Nondegradation of fecal cholesterol in subjects at high risk for cancer of the large intestine.

In previous studies subjects with familial polyposis, the autosomal dominant disease leading to colon cancer, excreted higher levels of fecal cholesterol than normal subjects, with decreased conversion to degradation products. Findings suggested fecal cholesterol degradation as a marker of hereditary predisposition to colon cancer. Current measurements now have shown that affected individuals and asymptomatic progeny in a second population group with inherited predisposition to colon cancer are low converters of fecal cholesterol.
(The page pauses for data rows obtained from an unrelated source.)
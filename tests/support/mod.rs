//! Test support utilities for generator behavioural tests.
//!
//! Provides a throwaway repository checkout laid out the way the generator
//! expects it: addon directories at the root and a `_tools` directory holding
//! `config.toml` and `template.xml`.

use camino::{Utf8Path, Utf8PathBuf};
use std::fs;
use tempfile::TempDir;

/// Configuration written to every new checkout.
pub const DEFAULT_CONFIG: &str = r#"[addon]
id = "repository.test"
name = "Test Repository"
version = "1.0.0"
author = "Tester"
summary = "Test addons"
description = "Addons used by the behaviour tests"
excludes = ".pyc,.pyo"

[locations]
output_path = "zips"
url = "https://example.com/repo/"
"#;

/// Repository addon template written to every new checkout.
pub const DEFAULT_TEMPLATE: &str = r#"<?xml version="1.0" encoding="UTF-8"?>
<addon id="{addonid}" name="{name}" version="{version}" provider-name="{author}">
    <extension point="xbmc.addon.repository" name="{name}">
        <dir>
            <info compressed="false">{url}{output_path}addons.xml</info>
            <checksum>{url}{output_path}addons.xml.md5</checksum>
            <datadir zip="true">{url}{output_path}</datadir>
        </dir>
    </extension>
    <extension point="xbmc.addon.metadata">
        <summary>{summary}</summary>
        <description>{description}</description>
        <platform>all</platform>
    </extension>
</addon>
"#;

/// A temporary repository checkout.
pub struct Checkout {
    _dir: TempDir,
    root: Utf8PathBuf,
}

impl Checkout {
    /// Creates a checkout with the default configuration and template.
    pub fn new() -> Self {
        let dir = TempDir::new().expect("temp dir creation succeeds");
        let canonical = fs::canonicalize(dir.path()).expect("temp dir resolves");
        let root = Utf8PathBuf::from_path_buf(canonical).expect("utf-8 temp path");
        let checkout = Self { _dir: dir, root };
        checkout.write_file("_tools/config.toml", DEFAULT_CONFIG);
        checkout.write_file("_tools/template.xml", DEFAULT_TEMPLATE);
        checkout
    }

    /// Repository root.
    pub fn root(&self) -> &Utf8Path {
        &self.root
    }

    /// The `_tools` directory.
    pub fn tools_dir(&self) -> Utf8PathBuf {
        self.root.join("_tools")
    }

    /// The generated output root.
    pub fn output_dir(&self) -> Utf8PathBuf {
        self.root.join("_zips")
    }

    /// Writes a manifest for addon `id` at `version` into `<dir>/addon.xml`.
    pub fn add_addon(&self, dir: &str, id: &str, version: &str) {
        self.write_file(
            &format!("{dir}/addon.xml"),
            &format!(
                concat!(
                    "<?xml version=\"1.0\" encoding=\"UTF-8\"?>\n",
                    "<addon id=\"{id}\" name=\"{id}\" version=\"{version}\">\n",
                    "    <extension point=\"xbmc.python.pluginsource\" library=\"default.py\"/>\n",
                    "</addon>\n",
                ),
                id = id,
                version = version,
            ),
        );
    }

    /// Removes the `key = ...` line from the configuration.
    pub fn drop_config_key(&self, key: &str) {
        let path = self.tools_dir().join("config.toml");
        let source = fs::read_to_string(&path).expect("read config");
        let prefix = format!("{key} = ");
        let kept: Vec<&str> = source
            .lines()
            .filter(|line| !line.starts_with(&prefix))
            .collect();
        fs::write(&path, kept.join("\n") + "\n").expect("write config");
    }

    /// Writes `contents` to `relative` below the root, creating parents.
    pub fn write_file(&self, relative: &str, contents: &str) {
        let path = self.root.join(relative);
        if let Some(parent) = path.parent() {
            fs::create_dir_all(parent).expect("create parent dirs");
        }
        fs::write(&path, contents).expect("write file");
    }
}

/// Lists the entry names of the zip at `path`.
pub fn zip_entries(path: &Utf8Path) -> Vec<String> {
    let file = fs::File::open(path).expect("open archive");
    let archive = zip::ZipArchive::new(file).expect("valid zip");
    archive.file_names().map(str::to_owned).collect()
}
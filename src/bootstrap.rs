//! Creation of the repository addon's own manifest.
//!
//! The repository is itself an addon: Kodi installs it to learn where
//! `addons.xml` lives. Its `addon.xml` is rendered once from the tools
//! directory template and then left alone, so hand edits survive later runs.

use crate::config::Config;
use crate::error::{GeneratorError, Result};
use crate::layout::{RepoLayout, create_dir};
use crate::manifest::MANIFEST_FILE;
use crate::report::{RunReport, Stage};
use crate::template::render;
use crate::writer::save_file;
use camino::Utf8PathBuf;
use log::info;
use std::fs;

/// What [`bootstrap_repository_addon`] did.
#[derive(Clone, Debug, Eq, PartialEq)]
pub enum BootstrapOutcome {
    /// The manifest already existed and was left untouched.
    Skipped,
    /// A manifest was rendered and written to the given path.
    Created(Utf8PathBuf),
}

/// Render the repository addon manifest unless it already exists.
///
/// A failure to write the rendered manifest is recorded against
/// [`Stage::Bootstrap`] and reported as [`BootstrapOutcome::Skipped`].
///
/// # Errors
///
/// Returns an error when the template cannot be read or rendered, or the
/// addon directory cannot be created. These abort the run.
pub fn bootstrap_repository_addon(
    config: &Config,
    layout: &RepoLayout,
    report: &mut RunReport,
) -> Result<BootstrapOutcome> {
    let addon = config.addon();
    let addon_dir = layout.root().join(&addon.id);
    let manifest_path = addon_dir.join(MANIFEST_FILE);
    if manifest_path.exists() {
        return Ok(BootstrapOutcome::Skipped);
    }

    info!("Create repository addon");
    let template_path = layout.template_path();
    let template =
        fs::read_to_string(&template_path).map_err(|source| GeneratorError::TemplateRead {
            path: template_path.clone(),
            source,
        })?;

    let output_path = format!("{}/", config.output_dir_name());
    let values = [
        ("addonid", addon.id.as_str()),
        ("name", addon.name.as_str()),
        ("version", addon.version.as_str()),
        ("author", addon.author.as_str()),
        ("summary", addon.summary.as_str()),
        ("description", addon.description.as_str()),
        ("url", config.url()),
        ("output_path", output_path.as_str()),
    ];
    let manifest = render(&template, &values)?;

    create_dir(&addon_dir)?;
    match save_file(&manifest_path, manifest) {
        Ok(()) => {
            report.set_bootstrapped(manifest_path.clone());
            Ok(BootstrapOutcome::Created(manifest_path))
        }
        Err(err) => {
            report.error(Stage::Bootstrap, manifest_path.as_str(), err);
            Ok(BootstrapOutcome::Skipped)
        }
    }
}
//! Archive filename conventions.
//!
//! Kodi resolves an addon download as `<datadir>/<id>/<id>-<version>.zip`, so
//! the archive stem is the addon directory name, which by convention matches
//! the addon id.

use std::fmt;

/// The filename of an addon archive: `<directory>-<version>.zip`.
#[derive(Clone, Debug, Eq, PartialEq, Hash)]
pub struct ArchiveName(String);

impl ArchiveName {
    /// Build the archive name for an addon directory and declared version.
    ///
    /// # Examples
    ///
    /// ```
    /// use kodi_repo_generator::archive::naming::ArchiveName;
    ///
    /// let name = ArchiveName::new("plugin.video.example", "2.1.0");
    /// assert_eq!(name.as_str(), "plugin.video.example-2.1.0.zip");
    /// ```
    #[must_use]
    pub fn new(directory: &str, version: &str) -> Self {
        Self(format!("{directory}-{version}.zip"))
    }

    /// Return the filename as a string slice.
    #[must_use]
    pub fn as_str(&self) -> &str {
        &self.0
    }
}

impl AsRef<str> for ArchiveName {
    fn as_ref(&self) -> &str {
        &self.0
    }
}

impl fmt::Display for ArchiveName {
    fn fmt(&self, f: &mut fmt::Formatter<'_>) -> fmt::Result {
        f.write_str(&self.0)
    }
}
//! Error types for the repository generator.
//!
//! Each concern owns a focused error enum ([`ConfigError`], [`TemplateError`],
//! [`ManifestError`], [`PackagingError`]); [`GeneratorError`] wraps them so the
//! pipeline can tell fatal setup failures apart from per-package and per-stage
//! problems that only end up in the run report.

use crate::archive::packaging_error::PackagingError;
use crate::config::ConfigError;
use crate::manifest::ManifestError;
use crate::template::TemplateError;
use camino::Utf8PathBuf;
use std::path::PathBuf;
use thiserror::Error;

/// Errors that can occur while generating the repository.
#[derive(Debug, Error)]
pub enum GeneratorError {
    /// The configuration could not be loaded.
    #[error(transparent)]
    Config(#[from] ConfigError),

    /// The repository manifest template could not be rendered.
    #[error(transparent)]
    Template(#[from] TemplateError),

    /// An addon manifest could not be read or understood.
    #[error(transparent)]
    Manifest(#[from] ManifestError),

    /// Building an addon archive failed.
    #[error(transparent)]
    Packaging(#[from] PackagingError),

    /// The template file could not be read.
    #[error("failed to read template {path}")]
    TemplateRead {
        /// Path of the template file.
        path: Utf8PathBuf,
        /// The underlying I/O error.
        #[source]
        source: std::io::Error,
    },

    /// A file could not be read.
    #[error("failed to read {path}")]
    Read {
        /// Path of the file that could not be read.
        path: Utf8PathBuf,
        /// The underlying I/O error.
        #[source]
        source: std::io::Error,
    },

    /// A file could not be written.
    #[error("failed to save {path}")]
    Write {
        /// Destination that could not be written.
        path: Utf8PathBuf,
        /// The underlying I/O error.
        #[source]
        source: std::io::Error,
    },

    /// A directory could not be created.
    #[error("failed to create directory {path}")]
    CreateDir {
        /// Directory that could not be created.
        path: Utf8PathBuf,
        /// The underlying I/O error.
        #[source]
        source: std::io::Error,
    },

    /// A file could not be copied into the output tree.
    #[error("failed to copy {from} to {to}")]
    Copy {
        /// Source file.
        from: Utf8PathBuf,
        /// Destination file.
        to: Utf8PathBuf,
        /// The underlying I/O error.
        #[source]
        source: std::io::Error,
    },

    /// An optional addon asset is missing.
    #[error("{asset} file missing for {addon}")]
    AssetMissing {
        /// Human-readable asset kind (`icon`, `fanart`).
        asset: &'static str,
        /// Addon id the asset belongs to.
        addon: String,
    },

    /// The repository root could not be listed.
    #[error("failed to scan repository root {path}")]
    Scan {
        /// The repository root.
        path: Utf8PathBuf,
        /// The underlying I/O error.
        #[source]
        source: std::io::Error,
    },

    /// A path required by the generator is not valid UTF-8.
    #[error("path is not valid UTF-8: {}", path.display())]
    NonUtf8Path {
        /// The offending path.
        path: PathBuf,
    },

    /// The tools directory or repository root could not be resolved.
    #[error("cannot resolve {what} {path}")]
    Resolve {
        /// Which directory failed to resolve.
        what: &'static str,
        /// The path as given.
        path: Utf8PathBuf,
        /// The underlying I/O error.
        #[source]
        source: std::io::Error,
    },

    /// The tools directory has no parent to use as the repository root.
    #[error("tools directory {path} has no parent; pass --repo-root")]
    NoRepositoryRoot {
        /// The tools directory.
        path: Utf8PathBuf,
    },

    /// An I/O operation failed.
    #[error("I/O error")]
    Io(#[from] std::io::Error),
}

/// Result type alias using [`GeneratorError`].
pub type Result<T> = std::result::Result<T, GeneratorError>;
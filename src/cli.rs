//! CLI argument definitions for the repository generator.

use camino::Utf8PathBuf;
use clap::Parser;

/// Generate a Kodi addon repository.
#[derive(Parser, Debug, Default)]
#[command(name = "kodi-repo-generator")]
#[command(version, about)]
#[command(long_about = concat!(
    "Generate a Kodi addon repository.\n\n",
    "Zips every addon directory under the repository root into ",
    "_<output_path>/<id>/<dir>-<version>.zip, aggregates their manifests into ",
    "addons.xml and writes an addons.xml.md5 stamp. On first run the ",
    "repository addon itself is created from template.xml.",
))]
#[command(after_help = concat!(
    "EXAMPLES:\n",
    "  Run from the tools directory of a checkout:\n",
    "    $ cd _tools && kodi-repo-generator\n\n",
    "  Point at the directories explicitly:\n",
    "    $ kodi-repo-generator --tools-dir repo/_tools --repo-root repo",
))]
pub struct Cli {
    /// Directory holding config.toml and template.xml [default: current directory].
    #[arg(long, value_name = "DIR")]
    pub tools_dir: Option<Utf8PathBuf>,

    /// Directory holding the addon directories [default: parent of the tools directory].
    #[arg(long, value_name = "DIR")]
    pub repo_root: Option<Utf8PathBuf>,
}
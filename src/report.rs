//! Run report collecting the outcome of each stage.
//!
//! Stages never abort on per-addon or per-file problems. They record an
//! [`Issue`] instead, and the binary prints the collected issues after the
//! pipeline finishes so partial output is always accompanied by a diagnostic.

use crate::archive::PackagedAddon;
use crate::error::GeneratorError;
use crate::stamp::Checksum;
use camino::Utf8PathBuf;
use log::{error, warn};
use std::fmt;

/// Pipeline stage an issue was raised in.
#[derive(Clone, Copy, Debug, Eq, PartialEq)]
pub enum Stage {
    /// Repository addon bootstrap.
    Bootstrap,
    /// Addon archiving.
    Archive,
    /// Index aggregation.
    Index,
    /// Index stamping.
    Stamp,
}

impl fmt::Display for Stage {
    fn fmt(&self, f: &mut fmt::Formatter<'_>) -> fmt::Result {
        let label = match self {
            Self::Bootstrap => "bootstrap",
            Self::Archive => "archive",
            Self::Index => "index",
            Self::Stamp => "stamp",
        };
        f.write_str(label)
    }
}

/// How serious an issue is.
#[derive(Clone, Copy, Debug, Eq, PartialEq)]
pub enum Severity {
    /// Output was produced but is incomplete (e.g. missing artwork).
    Warning,
    /// The affected addon or file was not produced.
    Error,
}

/// A non-fatal problem encountered during a run.
#[derive(Debug)]
pub struct Issue {
    /// Stage the issue was raised in.
    pub stage: Stage,
    /// Severity of the issue.
    pub severity: Severity,
    /// Addon directory or file the issue concerns.
    pub subject: String,
    /// The underlying error.
    pub error: GeneratorError,
}

impl fmt::Display for Issue {
    fn fmt(&self, f: &mut fmt::Formatter<'_>) -> fmt::Result {
        write!(f, "[{}] {}: {}", self.stage, self.subject, describe(&self.error))
    }
}

/// Render an error followed by its chain of sources, separated by `: `.
#[must_use]
pub fn describe(error: &dyn std::error::Error) -> String {
    let mut text = error.to_string();
    let mut source = error.source();
    while let Some(cause) = source {
        text.push_str(": ");
        text.push_str(&cause.to_string());
        source = cause.source();
    }
    text
}

/// Everything a run produced, plus the issues it hit on the way.
#[derive(Debug, Default)]
pub struct RunReport {
    bootstrapped: Option<Utf8PathBuf>,
    packaged: Vec<PackagedAddon>,
    index: Option<Utf8PathBuf>,
    checksum: Option<Checksum>,
    issues: Vec<Issue>,
}

impl RunReport {
    /// Record an error; the subject's output was not produced.
    pub fn error(&mut self, stage: Stage, subject: &str, error: GeneratorError) {
        self.record(stage, Severity::Error, subject, error);
    }

    /// Record a warning; the subject's output is incomplete.
    pub fn warning(&mut self, stage: Stage, subject: &str, error: GeneratorError) {
        self.record(stage, Severity::Warning, subject, error);
    }

    fn record(&mut self, stage: Stage, severity: Severity, subject: &str, error: GeneratorError) {
        let issue = Issue {
            stage,
            severity,
            subject: subject.to_owned(),
            error,
        };
        match severity {
            Severity::Warning => warn!("{issue}"),
            Severity::Error => error!("{issue}"),
        }
        self.issues.push(issue);
    }

    pub(crate) fn set_bootstrapped(&mut self, manifest: Utf8PathBuf) {
        self.bootstrapped = Some(manifest);
    }

    pub(crate) fn set_packaged(&mut self, packaged: Vec<PackagedAddon>) {
        self.packaged = packaged;
    }

    pub(crate) fn set_index(&mut self, index: Option<Utf8PathBuf>) {
        self.index = index;
    }

    pub(crate) fn set_checksum(&mut self, checksum: Option<Checksum>) {
        self.checksum = checksum;
    }

    /// Manifest created for the repository addon, if this run created one.
    #[must_use]
    pub fn bootstrapped(&self) -> Option<&Utf8PathBuf> {
        self.bootstrapped.as_ref()
    }

    /// Addons archived during the run, in directory name order.
    #[must_use]
    pub fn packaged(&self) -> &[PackagedAddon] {
        &self.packaged
    }

    /// The index stamp, if it was written.
    #[must_use]
    pub fn checksum(&self) -> Option<&Checksum> {
        self.checksum.as_ref()
    }

    /// All recorded issues in the order they occurred.
    #[must_use]
    pub fn issues(&self) -> &[Issue] {
        &self.issues
    }

    /// Recorded errors.
    pub fn errors(&self) -> impl Iterator<Item = &Issue> {
        self.issues.iter().filter(|i| i.severity == Severity::Error)
    }

    /// Recorded warnings.
    pub fn warnings(&self) -> impl Iterator<Item = &Issue> {
        self.issues.iter().filter(|i| i.severity == Severity::Warning)
    }

    /// Lines summarising the run for the console.
    #[must_use]
    pub fn summary_lines(&self) -> Vec<String> {
        let mut lines = Vec::new();
        lines.push(format!(
            "Finished: {} addon(s) zipped, index {}, checksum {}",
            self.packaged.len(),
            if self.index.is_some() { "written" } else { "not written" },
            self.checksum
                .as_ref()
                .map_or_else(|| "not written".to_owned(), |c| format!("{} {c}", c.algorithm())),
        ));

        let errors = self.errors().count();
        let warnings = self.warnings().count();
        if errors + warnings > 0 {
            lines.push(format!("{errors} error(s), {warnings} warning(s):"));
            lines.extend(self.issues.iter().map(|issue| format!("  {issue}")));
        }
        lines
    }
}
The latter group consisted of highly colon cancer prone families without polyposis, in which patterns of inheritance similar to the autosomal dominant pattern of familial polyposis were observed. 24-h stool collections were obtained from 72 subjects who consumed mixed western diets. Mean percent degradation of fecal cholesterol to coprostanol, coprostanone, cholestanol, and cholestanone revealed significant decreases in fecal cholesterol conversion in affected and asymptomatic subjects in colon cancer prone families without polyposis (P < 0.001) compared to controls. This is in addition to those with familial polyposis (P < 0.001), and extends this marker of colon cancer susceptibility to a second population group with hereditary predisposition to colonic neoplasia.